Yesterday, in a moment that could have been filled with waiting, I found myself exploring solutions to problems, and seeking the right tool for a very specific task; my own fitness, and long-term wellness. 🙂

A very long time ago, when I once began the long journey toward better physical fitness (and wellness), I bought an inexpensive pedometer and found that it really did function well to help me keep my activity level up. I began to explore the most rudimentary gamification of my fitness challenges, and I made a ton of progress. It remains a journey with a lot of chances to begin again, and I’m not alone on this one; there’s an entire industry built on our dissatisfaction with our fitness and our physical appearance. I consulted with my traveling partner, who wears a fairly state-of-the-art wearable device. His experience proved valuable, when I went to shop in person, shortly afterward.

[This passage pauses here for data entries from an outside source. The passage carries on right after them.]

//! Graph configuration.
//!
//! The defaults reproduce the plain behaviour: traversals report a shared
//! part once per path that reaches it, and relations are never checked for
//! cycles.

use serde::{Deserialize, Serialize};

/// How descendant traversal treats a part reachable through several paths.
#[derive(Debug, Clone, Copy, PartialEq, Eq, Default, Serialize, Deserialize)]
#[serde(rename_all = "snake_case")]
pub enum Traversal {
    /// Report a part once for every path that reaches it.
    #[default]
    Multiplicity,

    /// Report every part at most once.
    Distinct,
}

/// Options for a [`BomGraph`](crate::BomGraph).
#[derive(Debug, Clone, Default, PartialEq, Eq, Serialize, Deserialize)]
#[serde(default)]
pub struct GraphConfig {
    /// Revisit policy for `descendants_of`.
    pub traversal: Traversal,

    /// Refuse relations that would make a part its own descendant.
    pub reject_cycles: bool,
}

impl GraphConfig {
    /// Sets the traversal policy.
    pub fn with_traversal(mut self, traversal: Traversal) -> Self {
        self.traversal = traversal;
        self
    }

    /// Enables or disables cycle rejection.
    pub fn with_reject_cycles(mut self, reject: bool) -> Self {
        self.reject_cycles = reject;
        self
    }
}

#[cfg(test)]
mod tests {
    use super::*;

    #[test]
    fn test_defaults_from_empty_json() {
        let config: GraphConfig = serde_json::from_str("{}").unwrap();
        assert_eq!(config, GraphConfig::default());
        assert_eq!(config.traversal, Traversal::Multiplicity);
        assert!(!config.reject_cycles);
    }

    #[test]
    fn test_partial_json() {
        let config: GraphConfig = serde_json::from_str(r#"{"traversal": "distinct"}"#).unwrap();
        assert_eq!(config.traversal, Traversal::Distinct);
        assert!(!config.reject_cycles);
    }
}
//! Periodic refresh of the monitoring view.
//!
//! [`AutoRefresh`] owns at most one repeating timer task. Starting it again replaces the
//! running timer, so a view that is activated twice never ends up polling twice.

use std::future::Future;
use std::sync::Arc;
use std::sync::atomic::{AtomicBool, Ordering};
use std::time::Duration;

use parking_lot::Mutex;
use tokio::task::JoinHandle;
use tokio::time::{Instant, MissedTickBehavior};
use tokio_util::sync::CancellationToken;

struct RefreshTask {
    token: CancellationToken,
    handle: JoinHandle<()>,
}

/// Repeating timer with a pause switch.
///
/// Running/stopped and paused are independent: a paused timer keeps ticking but skips the
/// refresh, so resuming does not need to re-arm anything.
#[derive(Default)]
pub struct AutoRefresh {
    task: Mutex<Option<RefreshTask>>,
    paused: Arc<AtomicBool>,
}

impl AutoRefresh {
    pub fn new() -> Self {
        Self::default()
    }

    /// Arm the timer, cancelling any existing one first.
    ///
    /// `tick` runs once per `period`, the first time one period after this call. It is
    /// skipped while paused. Returning `false` from `tick` ends the task (the owner is gone).
    pub fn start<F, Fut>(&self, period: Duration, tick: F)
    where
        F: Fn() -> Fut + Send + Sync + 'static,
        Fut: Future<Output = bool> + Send + 'static,
    {
        let mut task = self.task.lock();
        if let Some(existing) = task.take() {
            existing.cancel();
        }

        let token = CancellationToken::new();
        let cancelled = token.clone();
        let paused = self.paused.clone();

        let handle = tokio::spawn(async move {
            let mut interval = tokio::time::interval_at(Instant::now() + period, period);
            interval.set_missed_tick_behavior(MissedTickBehavior::Skip);

            loop {
                tokio::select! {
                    _ = cancelled.cancelled() => {
                        tracing::debug!("Auto-refresh timer cancelled");
                        return;
                    }
                    _ = interval.tick() => {}
                }

                if paused.load(Ordering::SeqCst) {
                    tracing::trace!("Auto-refresh paused, skipping tick");
                    continue;
                }

                if !tick().await {
                    tracing::debug!("Auto-refresh owner dropped, stopping timer");
                    return;
                }
            }
        });

        tracing::info!(period = ?period, "Auto-refresh started");
        *task = Some(RefreshTask { token, handle });
    }

    /// Cancel the timer. No-op when it is not running.
    pub fn stop(&self) {
        if let Some(task) = self.task.lock().take() {
            task.cancel();
            tracing::info!("Auto-refresh stopped");
        }
    }

    pub fn is_running(&self) -> bool {
        self.task.lock().as_ref().is_some_and(|task| !task.handle.is_finished())
    }

    pub fn pause(&self) {
        self.paused.store(true, Ordering::SeqCst);
    }

    pub fn resume(&self) {
        self.paused.store(false, Ordering::SeqCst);
    }

    /// Flip the pause switch. Returns the new paused state.
    pub fn toggle_pause(&self) -> bool {
        !self.paused.fetch_xor(true, Ordering::SeqCst)
    }

    pub fn is_paused(&self) -> bool {
        self.paused.load(Ordering::SeqCst)
    }
}

impl RefreshTask {
    fn cancel(self) {
        self.token.cancel();
        self.handle.abort();
    }
}

impl Drop for AutoRefresh {
    fn drop(&mut self) {
        if let Some(task) = self.task.get_mut().take() {
            task.cancel();
        }
    }
}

Although it was late in the evening, I got pretty excited about the idea of having a fitness tracker to support my progress toward my personal goals, and it actually worked immediately; I walked up to a retailer who stocks such things, even though it was later in the evening, adding about 2 miles to the days’ walking. 😀 I didn’t even have to buy a fitness tracker to benefit from the idea! (I’m still giggling about that, hours later.) I selected one that had the features I figure I’m most likely to use (and value) that is also aesthetically pleasing (it’s right there on my arm where I have to look at it all the time), and affordable. I took it home and stayed up far later than usual, charging it, and doing what minimal set up there was to sync it to my phone.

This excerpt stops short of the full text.